**Exercise objective**
A single number is required: how many lines below include the string "RelayEventBus".

★ ★ ★ ★

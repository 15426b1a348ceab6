//! Twinfield Simulation Demo
//!
//! Plays a scripted game for two players driven from separate tasks through
//! a shared session, then replays the same script sequentially and checks
//! that both runs land on the same state hash.

use anyhow::{bail, Context, Result};
use tracing::{info, warn};
use tracing_subscriber::EnvFilter;

use twinfield::{
    config, VERSION,
    game::{events::GameEventData, ActKind, Command, Direction, RedrawScope, Session, SharedSession},
    SessionConfig,
};

/// Per-player scripts. Player 0 walks east and drops an egg; player 1 walks
/// back over it from the north.
fn script(player: usize) -> Vec<Command> {
    use Command::{Act, Move};
    match player {
        0 => vec![
            Move(Direction::RIGHT),
            Move(Direction::RIGHT),
            Act(ActKind::DropEgg),
            Move(Direction::DOWN),
            Move(Direction::DOWN),
            Move(Direction::STAY),
        ],
        _ => vec![
            Move(Direction::UP),
            Move(Direction::RIGHT),
            Move(Direction::RIGHT),
            Move(Direction::DOWN),
            Act(ActKind::DropEgg),
            Move(Direction::STAY),
        ],
    }
}

#[tokio::main]
async fn main() -> Result<()> {
    tracing_subscriber::fmt()
        .with_env_filter(EnvFilter::try_from_default_env().unwrap_or_else(|_| EnvFilter::new("info")))
        .init();

    info!("Twinfield Sim v{}", VERSION);

    let config = config::from_env().context("loading session config")?;
    info!(
        "Map {}x{}, {} players, seed {}",
        config.map_size, config.map_size, config.player_count, config.rng_seed
    );

    let concurrent = demo_concurrent(config.clone()).await?;
    let replay = replay_sequential(config.clone())?;
    let replay_again = replay_sequential(config)?;

    info!("Replay State Hash:  {}", hex::encode(replay));
    if replay != replay_again {
        bail!("determinism failure: sequential replays differ");
    }
    info!("DETERMINISM VERIFIED: sequential replays match");

    // Task scheduling decides the interleaving of the concurrent run
    if concurrent != replay {
        info!("Concurrent run interleaved differently from the sequential replay");
    }

    Ok(())
}

/// Drive every player from its own task.
async fn demo_concurrent(config: SessionConfig) -> Result<[u8; 32]> {
    info!("=== Concurrent Demo ===");
    let session = Session::new(config).context("creating session")?;
    let player_count = session.player_count();
    let shared = SharedSession::new(session);

    let mut handles = Vec::with_capacity(player_count);
    for player in 0..player_count {
        let shared = shared.clone();
        handles.push(tokio::spawn(async move {
            let mut full_redraws = 0u32;
            for command in script(player) {
                match shared.handle_input(player, command).await {
                    Ok(RedrawScope::All) => full_redraws += 1,
                    Ok(_) => {}
                    Err(e) => warn!("Player {} input rejected: {}", player, e),
                }
                tokio::task::yield_now().await;
            }
            full_redraws
        }));
    }

    for (player, handle) in handles.into_iter().enumerate() {
        let full_redraws = handle.await.context("player task panicked")?;
        info!("Player {} triggered {} full redraws", player, full_redraws);
    }

    for event in shared.take_events().await {
        match event.data {
            GameEventData::ObjectPickedUp { object, pocket_count } => {
                info!(
                    "Turn {}: player {} picked up {:?} at {} (now holds {})",
                    event.turn, event.player, object.kind, object.tile, pocket_count
                );
            }
            GameEventData::DropRejected { tile } => {
                info!("Turn {}: player {} could not drop at {}", event.turn, event.player, tile);
            }
            _ => {}
        }
    }

    shared
        .with(|session| {
            for (idx, player) in session.players().iter().enumerate() {
                let (x, y) = player.position().to_tile_floats();
                info!("Player {} at ({:.2}, {:.2}), pockets {:?}", idx, x, y, player.pockets);
            }
        })
        .await;

    let view = shared.viewport(0, 3).await?;
    info!(
        "Player 0 viewport: origin {}, {} objects in view",
        view.origin,
        view.objects.len()
    );

    let hash = shared.compute_hash().await;
    info!("Concurrent State Hash: {}", hex::encode(hash));
    Ok(hash)
}

/// Replay the scripts round-robin on a plain session.
fn replay_sequential(config: SessionConfig) -> Result<[u8; 32]> {
    let mut session = Session::new(config).context("creating replay session")?;
    let scripts: Vec<Vec<Command>> = (0..session.player_count()).map(script).collect();
    let rounds = scripts.iter().map(Vec::len).max().unwrap_or(0);

    for round in 0..rounds {
        for (player, commands) in scripts.iter().enumerate() {
            if let Some(&command) = commands.get(round) {
                session.handle_input(player, command)?;
            }
        }
    }
    Ok(session.compute_hash())
}
//! Session Configuration
//!
//! Every tunable of a session, with defaults matching the standard
//! two-player game. Loadable from JSON; missing fields take defaults.

use std::path::Path;
use serde::{Serialize, Deserialize};
use thiserror::Error;

use crate::core::vec2::{TilePos, TileRect};
use crate::game::input::ControlMap;

/// Environment variable naming a JSON config file.
pub const CONFIG_ENV_VAR: &str = "TWINFIELD_CONFIG";

/// Default number of events a session retains for `take_events`.
pub const DEFAULT_EVENT_LOG_CAPACITY: usize = 1024;

/// Configuration for one session.
#[derive(Debug, Clone, PartialEq, Eq, Serialize, Deserialize)]
#[serde(default)]
pub struct SessionConfig {
    /// Side length of the square map, in tiles
    pub map_size: u32,
    /// Number of players sharing the map
    pub player_count: usize,
    /// Tile every player starts on
    pub spawn_tile: TilePos,
    /// Placement attempts for the initial beer scatter
    pub beer_count: u32,
    /// Area the beer is scattered over (whole map when absent)
    pub beer_area: Option<TileRect>,
    /// Seed for the scatter RNG
    pub rng_seed: u64,
    /// Viewport radius in tiles (window is twice this on each side)
    pub viewport_radius: u32,
    /// Redraw every view after a drop instead of only the dropper's
    pub drop_redraw_all: bool,
    /// Key bindings per player; players without an entry get the defaults
    pub controls: Vec<ControlMap>,
    /// Events kept for `take_events`; the oldest are dropped past this
    pub event_log_capacity: usize,
}

impl Default for SessionConfig {
    fn default() -> Self {
        Self {
            map_size: 22,
            player_count: 2,
            spawn_tile: TilePos::new(10, 10),
            beer_count: 2,
            beer_area: None,
            rng_seed: 12345,
            viewport_radius: 11,
            drop_redraw_all: false,
            controls: Vec::new(),
            event_log_capacity: DEFAULT_EVENT_LOG_CAPACITY,
        }
    }
}

impl SessionConfig {
    /// Default config with a different map size and player count.
    ///
    /// The spawn tile moves with the map centre, one tile up and left of it.
    pub fn with_size(map_size: u32, player_count: usize) -> Self {
        let centre = (map_size / 2) as i32 - 1;
        Self {
            map_size,
            player_count,
            spawn_tile: TilePos::new(centre, centre),
            ..Self::default()
        }
    }

    /// Controls for player `index`, falling back to the standard layout.
    pub fn controls_for(&self, index: usize) -> ControlMap {
        self.controls
            .get(index)
            .cloned()
            .unwrap_or_else(|| ControlMap::default_for_player(index))
    }

    /// Scatter area, defaulting to the whole map.
    pub fn beer_area(&self) -> TileRect {
        self.beer_area
            .unwrap_or_else(|| TileRect::square(self.map_size as i32))
    }
}

/// Configuration loading errors.
#[derive(Debug, Error)]
pub enum ConfigError {
    /// File could not be read.
    #[error("Failed to read config {path}: {source}")]
    Io {
        /// Path that failed
        path: String,
        /// Underlying error
        #[source]
        source: std::io::Error,
    },

    /// File is not valid config JSON.
    #[error("Invalid config JSON: {0}")]
    Parse(#[from] serde_json::Error),
}

/// Parse a config from JSON text.
pub fn from_json(text: &str) -> Result<SessionConfig, ConfigError> {
    Ok(serde_json::from_str(text)?)
}

/// Load a config from a JSON file.
pub fn load(path: impl AsRef<Path>) -> Result<SessionConfig, ConfigError> {
    let path = path.as_ref();
    let text = std::fs::read_to_string(path).map_err(|source| ConfigError::Io {
        path: path.display().to_string(),
        source,
    })?;
    from_json(&text)
}

/// Load the file named by `TWINFIELD_CONFIG`, or defaults when unset.
pub fn from_env() -> Result<SessionConfig, ConfigError> {
    match std::env::var_os(CONFIG_ENV_VAR) {
        Some(path) => load(path),
        None => Ok(SessionConfig::default()),
    }
}
impl Session {
    /// Create a session: generate the map, scatter beer, spawn players.
    pub fn new(config: SessionConfig) -> Result<Self, SessionError> {
        if config.map_size < MIN_MAP_SIZE {
            return Err(SessionError::MapTooSmall { size: config.map_size, min: MIN_MAP_SIZE });
        }
        if config.player_count == 0 {
            return Err(SessionError::NoPlayers);
        }
        check_radius(config.viewport_radius, config.map_size)?;

        let grid = Arc::new(TileGrid::generate(config.map_size));
        if !grid.is_walkable(config.spawn_tile) {
            return Err(SessionError::SpawnNotWalkable(config.spawn_tile));
        }

        let area = config.beer_area();
        if !area.is_valid() {
            return Err(SessionError::EmptyScatterArea);
        }

        let mut rng = DeterministicRng::new(config.rng_seed);
        let mut objects = ObjectRegistry::new();
        let scattered = objects.scatter(ObjectKind::Beer, config.beer_count, area, &mut rng);

        let spawn = config.spawn_tile.to_sub_tile();
        let players = (0..config.player_count)
            .map(|i| PlayerState::new(ViewportId(i as u32), spawn))
            .collect();
        let controls = (0..config.player_count)
            .map(|i| config.controls_for(i))
            .collect();

        let id = Uuid::new_v4();
        info!(
            "Session {} created: {}x{} map, {} players, {} beer scattered",
            id, config.map_size, config.map_size, config.player_count, scattered
        );

        Ok(Self {
            id,
            config,
            grid,
            objects,
            players,
            controls,
            rng,
            turn: 0,
            phase: TurnPhase::Idle,
            turn_events: Vec::new(),
            event_log: VecDeque::new(),
        })
    }

    /// Create a session with default settings for the given size and player count.
    pub fn with_size(map_size: u32, player_count: usize) -> Result<Self, SessionError> {
        Self::new(SessionConfig::with_size(map_size, player_count))
    }

    /// Resolve one command for one player.
    ///
    /// Returns which views must be redrawn.
    pub fn handle_input(&mut self, player: usize, command: Command) -> Result<RedrawScope, SessionError> {
        self.handle_turn(player, command).map(|result| result.scope)
    }

    /// Resolve one command and return the turn's events with its redraw scope.
    ///
    /// The events are also appended to the bounded event log (see
    /// `take_events`).
    pub fn handle_turn(&mut self, player: usize, command: Command) -> Result<TurnResult, SessionError> {
        if player >= self.players.len() {
            return Err(SessionError::PlayerNotFound(player));
        }

        self.phase = TurnPhase::Resolving;
        self.turn += 1;

        let scope = match command {
            Command::Move(direction) => self.resolve_move(player, direction),
            Command::Act(kind) => self.resolve_act(player, kind),
        };

        self.phase = TurnPhase::Idle;
        debug!("Turn {}: player {} {:?} -> {:?}", self.turn, player, command, scope);

        let events = std::mem::take(&mut self.turn_events);
        self.log_events(&events);
        Ok(TurnResult { turn: self.turn, scope, events })
    }

    fn log_events(&mut self, events: &[GameEvent]) {
        let capacity = self.config.event_log_capacity;
        self.event_log.extend(events.iter().cloned());
        if self.event_log.len() > capacity {
            let overflow = self.event_log.len() - capacity;
            self.event_log.drain(..overflow);
            trace!("Event log full, dropped {} oldest events", overflow);
        }
    }

    /// Route a raw key through every player's control map.
    ///
    /// A key may belong to several players; each gets its own turn, in
    /// player order. Unbound keys are ignored.
    pub fn handle_key(&mut self, key: &str) -> Vec<(usize, RedrawScope)> {
        let commands: Vec<(usize, Command)> = self
            .controls
            .iter()
            .enumerate()
            .filter_map(|(idx, map)| map.command_for(key).map(|cmd| (idx, cmd)))
            .collect();

        if commands.is_empty() {
            trace!("Ignoring unbound key {:?}", key);
        }

        commands
            .into_iter()
            .filter_map(|(idx, cmd)| self.handle_input(idx, cmd).ok().map(|scope| (idx, scope)))
            .collect()
    }

    fn resolve_move(&mut self, idx: usize, direction: Direction) -> RedrawScope {
        let turn = self.turn;
        let player = &mut self.players[idx];
        let from = player.position();

        match movement::resolve(from, direction, &self.grid) {
            Ok(to) => {
                player.set_position(to);
                if to != from {
                    self.turn_events.push(GameEvent::moved(turn, idx, from, to));
                }
            }
            Err(blocked) => {
                trace!("Player {} blocked: {}", idx, blocked);
                self.turn_events.push(GameEvent::move_blocked(turn, idx, &blocked));
                return RedrawScope::None;
            }
        }

        let collisions = detect(player.position(), &self.objects);
        #[cfg(feature = "debug-tracing")]
        trace!("Player {} at {:?} collides with {:?}", idx, player.position(), collisions);

        let interactions = resolve_collisions(player, &collisions, &mut self.objects);
        for interaction in &interactions.items {
            let event = match *interaction {
                Interaction::PickedUp { object, pocket_count } => {
                    debug!("Player {} picked up {:?} at {}", idx, object.kind, object.tile);
                    GameEvent::picked_up(turn, idx, object, pocket_count)
                }
                Interaction::Bumped { object } => GameEvent::bumped(turn, idx, object),
            };
            self.turn_events.push(event);
        }

        if interactions.any_refresh_required() {
            RedrawScope::All
        } else if direction.is_stay() {
            RedrawScope::None
        } else {
            RedrawScope::SelfOnly
        }
    }

    fn resolve_act(&mut self, idx: usize, kind: ActKind) -> RedrawScope {
        match kind {
            ActKind::DropEgg => {
                let tile = self.players[idx].tile();
                if self.objects.place(ObjectKind::Egg, tile, false) {
                    let object = GameObject::new(ObjectKind::Egg, tile);
                    self.turn_events.push(GameEvent::dropped(self.turn, idx, object));
                    if self.config.drop_redraw_all {
                        RedrawScope::All
                    } else {
                        RedrawScope::SelfOnly
                    }
                } else {
                    self.turn_events.push(GameEvent::drop_rejected(self.turn, idx, tile));
                    RedrawScope::None
                }
            }
        }
    }

    /// Place an object directly (host setup, scripted scenarios).
    pub fn place_object(&mut self, kind: ObjectKind, tile: TilePos, force: bool) -> bool {
        self.objects.place(kind, tile, force)
    }

    /// Read-only window around a player for the renderer.
    pub fn viewport(&self, player: usize, radius: u32) -> Result<Viewport, SessionError> {
        check_radius(radius, self.grid.size())?;
        let state = self.players.get(player).ok_or(SessionError::PlayerNotFound(player))?;
        Ok(Viewport::build(&self.grid, &self.objects, state, radius))
    }

    /// Viewport at the configured radius.
    pub fn default_viewport(&self, player: usize) -> Result<Viewport, SessionError> {
        self.viewport(player, self.config.viewport_radius)
    }

    /// Drain the event log.
    ///
    /// The log keeps at most `SessionConfig::event_log_capacity` events;
    /// older ones are dropped when a host never drains it.
    pub fn take_events(&mut self) -> Vec<GameEvent> {
        self.event_log.drain(..).collect()
    }

    /// Compute state hash for determinism checks.
    ///
    /// Covers the turn counter, seed, RNG state, objects and players.
    /// The session id is random and excluded.
    pub fn compute_hash(&self) -> StateHash {
        compute_state_hash(self.turn, self.config.rng_seed, |hasher| {
            let [s0, s1] = self.rng.state();
            hasher.update_u64(s0);
            hasher.update_u64(s1);
            hasher.update_u32(self.objects.len() as u32);
            for object in self.objects.iter() {
                object.kind.hash_into(hasher);
                hasher.update_tile(object.tile);
            }
            hasher.update_u32(self.players.len() as u32);
            for player in &self.players {
                player.hash_into(hasher);
            }
        })
    }

    /// Session identifier.
    pub fn id(&self) -> Uuid {
        self.id
    }

    /// Configuration the session was built from.
    pub fn config(&self) -> &SessionConfig {
        &self.config
    }

    /// Shared map handle.
    pub fn grid(&self) -> &Arc<TileGrid> {
        &self.grid
    }

    /// Shared object registry.
    pub fn objects(&self) -> &ObjectRegistry {
        &self.objects
    }

    /// All players, in index order.
    pub fn players(&self) -> &[PlayerState] {
        &self.players
    }

    /// One player by index.
    pub fn player(&self, idx: usize) -> Option<&PlayerState> {
        self.players.get(idx)
    }

    /// Number of players.
    pub fn player_count(&self) -> usize {
        self.players.len()
    }

    /// Turns resolved so far.
    pub fn turn(&self) -> u64 {
        self.turn
    }

    /// Current phase (always `Idle` between calls).
    pub fn phase(&self) -> TurnPhase {
        self.phase
    }
}
//! # Twinfield Simulation
//!
//! Simulation core for a two-player grid game: each player walks a shared
//! tile map in their own scrolling viewport, picks up and drops objects,
//! and triggers redraws of one or every view.
//!
//! ## Architecture
//!
//! ```text
//! ┌─────────────────────────────────────────────────────────────┐
//! │                    TWINFIELD SIM                             │
//! ├─────────────────────────────────────────────────────────────┤
//! │  core/             - Deterministic primitives                │
//! │  ├── fixed.rs      - Q16.16 fixed-point arithmetic           │
//! │  ├── vec2.rs       - Tile and sub-tile positions             │
//! │  ├── rng.rs        - Deterministic Xorshift128+ PRNG         │
//! │  └── hash.rs       - State hashing for replay checks         │
//! │                                                              │
//! │  game/             - Game logic (deterministic)              │
//! │  ├── terrain.rs    - Terrain catalog                         │
//! │  ├── map.rs        - Shared tile grid                        │
//! │  ├── objects.rs    - Object registry                         │
//! │  ├── movement.rs   - Movement with friction                  │
//! │  ├── collision.rs  - Collision detection                     │
//! │  ├── interaction.rs- Pickup rules                            │
//! │  ├── session.rs    - Turn orchestration                      │
//! │  ├── viewport.rs   - Renderer query                          │
//! │  └── shared.rs     - Shared handle for async hosts           │
//! │                                                              │
//! │  config.rs         - Session configuration                   │
//! └─────────────────────────────────────────────────────────────┘
//! ```
//!
//! ## Determinism
//!
//! Friction and collision math run in integer and Q16.16 fixed point.
//! Object placement randomness comes from a seeded Xorshift128+, so a
//! config plus an input sequence always yields the same state hash.

#![warn(missing_docs)]
#![warn(clippy::all)]
#![deny(unsafe_code)]

pub mod core;
pub mod game;
pub mod config;

// Re-export commonly used types
pub use crate::core::fixed::{Fixed, FIXED_ONE, FIXED_HALF, POS_FACTOR};
pub use crate::core::vec2::{SubTilePos, TilePos, TileRect};
pub use crate::core::rng::DeterministicRng;
pub use config::SessionConfig;
pub use game::{Command, Direction, RedrawScope, Session, SessionError, SharedSession};

/// Crate version
pub const VERSION: &str = env!("CARGO_PKG_VERSION");
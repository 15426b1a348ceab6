//! Collision Detection
//!
//! Decides which objects a player overlaps enough to interact with.
//!
//! ## Overlap rule
//!
//! ```text
//! p       = position / 16              fractional tile coordinate
//! c       = object tile + 0.499        object center, nudged off 0.5
//! overlap = max(0, 1 - |c - p|)        per axis
//! hit     = overlap_x >= 0.5 && overlap_y >= 0.5
//! ```
//!
//! Evaluated in Q16.16. Player coordinates are multiples of 1/16 and the
//! center offset is 32702/65536, so no comparison ever lands on an exact
//! tie: per axis, an object on tile `o` is hit by sub-tile coordinates
//! `16*o ..= 16*o + 15`. In practice a hit means the player's position
//! floors to the object's tile.

use crate::core::fixed::{
    Fixed, FIXED_ONE, FIXED_HALF,
    fixed_abs, sub_tile_to_fixed, tile_to_fixed, to_fixed,
};
use crate::core::vec2::SubTilePos;
use crate::game::objects::{GameObject, ObjectRegistry};

/// Offset from an object's tile corner to the point treated as its center.
pub const OBJECT_CENTER_OFFSET: Fixed = to_fixed(0.499); // 32702

/// Minimum per-axis overlap that counts as a collision.
pub const OVERLAP_THRESHOLD: Fixed = FIXED_HALF;

/// Overlap along one axis between a player coordinate and an object tile.
///
/// Both in tile units; the result is in `[0, FIXED_ONE]`.
#[inline]
pub fn axis_overlap(player: Fixed, object_tile: i32) -> Fixed {
    let center = tile_to_fixed(object_tile) + OBJECT_CENTER_OFFSET;
    (FIXED_ONE - fixed_abs(center - player)).max(0)
}

/// Check if a player position collides with one object.
pub fn collides(position: SubTilePos, object: &GameObject) -> bool {
    let px = sub_tile_to_fixed(position.x);
    let py = sub_tile_to_fixed(position.y);
    axis_overlap(px, object.tile.x) >= OVERLAP_THRESHOLD
        && axis_overlap(py, object.tile.y) >= OVERLAP_THRESHOLD
}

/// All objects the player at `position` collides with, in registry order.
///
/// Returns owned copies so the caller can mutate the registry afterwards.
pub fn detect(position: SubTilePos, registry: &ObjectRegistry) -> Vec<GameObject> {
    registry
        .scan(move |object| collides(position, object))
        .copied()
        .collect()
}
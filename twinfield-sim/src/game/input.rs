//! Input Commands
//!
//! A turn is driven by one command. Moving and acting are distinct
//! commands: an act never happens as a fallback from a failed move.
//!
//! Raw keys are translated through a per-player `ControlMap`. Keys that
//! are not in a map mean nothing to that player and are ignored.

use std::collections::BTreeMap;
use serde::{Serialize, Deserialize};

use crate::game::movement::Direction;

/// Non-movement actions.
#[derive(Clone, Copy, Debug, PartialEq, Eq, Hash, Serialize, Deserialize)]
pub enum ActKind {
    /// Drop an egg on the current tile
    DropEgg,
}

/// One player command.
#[derive(Clone, Copy, Debug, PartialEq, Eq, Hash, Serialize, Deserialize)]
pub enum Command {
    /// Step in a direction (`STAY` re-checks the current tile)
    Move(Direction),
    /// Perform an action in place
    Act(ActKind),
}

/// Key bindings for one player.
#[derive(Clone, Debug, Default, PartialEq, Eq, Serialize, Deserialize)]
#[serde(transparent)]
pub struct ControlMap {
    bindings: BTreeMap<String, Command>,
}

impl ControlMap {
    /// Create an empty map.
    pub fn new() -> Self {
        Self::default()
    }

    /// Bind a key (case-insensitive) to a command, replacing any previous binding.
    pub fn bind(&mut self, key: &str, command: Command) -> &mut Self {
        self.bindings.insert(key.to_lowercase(), command);
        self
    }

    /// Look up a key. `None` for keys not in this map.
    pub fn command_for(&self, key: &str) -> Option<Command> {
        self.bindings.get(&key.to_lowercase()).copied()
    }

    /// Number of bound keys.
    pub fn len(&self) -> usize {
        self.bindings.len()
    }

    /// True when nothing is bound.
    pub fn is_empty(&self) -> bool {
        self.bindings.is_empty()
    }

    /// Build a map from `[left, right, up, down, drop, stay]` keys.
    pub fn from_keys(keys: [&str; 6]) -> Self {
        let [left, right, up, down, drop, stay] = keys;
        let mut map = Self::new();
        map.bind(left, Command::Move(Direction::LEFT))
            .bind(right, Command::Move(Direction::RIGHT))
            .bind(up, Command::Move(Direction::UP))
            .bind(down, Command::Move(Direction::DOWN))
            .bind(drop, Command::Act(ActKind::DropEgg))
            .bind(stay, Command::Move(Direction::STAY));
        map
    }

    /// Standard same-keyboard layout for player `index`.
    ///
    /// Player 0: `a s w z` to move, `c` drops, `v` stays.
    /// Player 1: `l ; p .` to move, `m` drops, `,` stays.
    /// Further players get an empty map.
    pub fn default_for_player(index: usize) -> Self {
        match index {
            0 => Self::from_keys(["a", "s", "w", "z", "c", "v"]),
            1 => Self::from_keys(["l", ";", "p", ".", "m", ","]),
            _ => Self::new(),
        }
    }
}
/*
 *  Copyright 2025-2026 Colliery Software
 *
 *  Licensed under the Apache License, Version 2.0 (the "License");
 *  you may not use this file except in compliance with the License.
 *  You may obtain a copy of the License at
 *
 *      http://www.apache.org/licenses/LICENSE-2.0
 *
 *  Unless required by applicable law or agreed to in writing, software
 *  distributed under the License is distributed on an "AS IS" BASIS,
 *  WITHOUT WARRANTIES OR CONDITIONS OF ANY KIND, either express or implied.
 *  See the License for the specific language governing permissions and
 *  limitations under the License.
 */

//! Database layer: connection pool, diesel schema, embedded migrations and
//! the timestamp wrapper used at the storage boundary.

pub mod connection;
pub mod schema;
pub mod universal_types;

use diesel_migrations::{embed_migrations, EmbeddedMigrations};

pub use connection::{Database, DatabaseError};

pub const MIGRATIONS: EmbeddedMigrations = embed_migrations!("migrations");
/*
 *  Copyright 2025-2026 Colliery Software
 *
 *  Licensed under the Apache License, Version 2.0 (the "License");
 *  you may not use this file except in compliance with the License.
 *  You may obtain a copy of the License at
 *
 *      http://www.apache.org/licenses/LICENSE-2.0
 *
 *  Unless required by applicable law or agreed to in writing, software
 *  distributed under the License is distributed on an "AS IS" BASIS,
 *  WITHOUT WARRANTIES OR CONDITIONS OF ANY KIND, either express or implied.
 *  See the License for the specific language governing permissions and
 *  limitations under the License.
 */

//! # Ferry
//!
//! Ferry is a brokered request relay. Originators submit work requests into a
//! category, workers discover them (by subscribing to the event bus or by
//! polling the pending listing), and the first terminal report a worker makes
//! is forwarded back to the originator's callback address.
//!
//! ## Components
//!
//! - [`dal`]: the durable Request Store and the per-category Identifier
//!   Allocator, backed by SQLite through diesel and deadpool.
//! - [`relay`]: the [`RelayEngine`] that owns the request lifecycle and the
//!   [`RelayEventBus`] transports subscribe to.
//! - [`callback`]: outbound result delivery with bounded retry.
//! - [`janitor`]: periodic stale-lock release, timeout escalation and
//!   retention purge.
//!
//! All correctness-critical transitions are single conditional statements
//! guarded by the current status, so the HTTP handlers, WebSocket handlers and
//! the janitor may run concurrently without any in-process lock.
//!
//! ## Quick start
//!
//! ```rust,no_run
//! use std::sync::Arc;
//! use ferry::{
//!     Database, DAL, RelayEngine, RelayConfig, SystemClock,
//!     callback::{DeliveryPool, HttpCallbackDispatcher, DispatcherConfig},
//! };
//!
//! # async fn example() -> Result<(), Box<dyn std::error::Error>> {
//! let database = Database::try_new("ferry.db")?;
//! database.run_migrations().await?;
//!
//! let dal = DAL::new(database);
//! let dispatcher = HttpCallbackDispatcher::new(DispatcherConfig::default())?;
//! let deliveries = DeliveryPool::new(Arc::new(dispatcher));
//! let engine = RelayEngine::new(dal, deliveries, Arc::new(SystemClock), RelayConfig::default());
//!
//! let admission = engine
//!     .submit("connectioncheck", "http://originator.local/cb", None)
//!     .await?;
//! println!("admitted {}", admission.identifier);
//! # Ok(())
//! # }
//! ```

pub mod callback;
pub mod clock;
pub mod dal;
pub mod database;
pub mod error;
pub mod janitor;
pub mod logging;
pub mod models;
pub mod relay;

pub use callback::{
    CallbackDispatcher, CallbackPayload, DeliveryPool, DispatcherConfig, HttpCallbackDispatcher,
};
pub use clock::{Clock, ManualClock, SystemClock};
pub use dal::DAL;
pub use database::connection::Database;
pub use database::universal_types::UniversalTimestamp;
pub use error::{RelayError, StoreError};
pub use janitor::{Janitor, JanitorConfig, JanitorHandle, MaintenanceReport, RetentionReport};
pub use logging::{init_json_logging, init_logging};
pub use models::request::{PendingRequest, Request, RequestResult, RequestStatus};
pub use relay::events::{RelayEvent, RelayEventBus};
pub use relay::{Admission, RelayConfig, RelayEngine};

★ ★ ★ ★

**Answer below**
2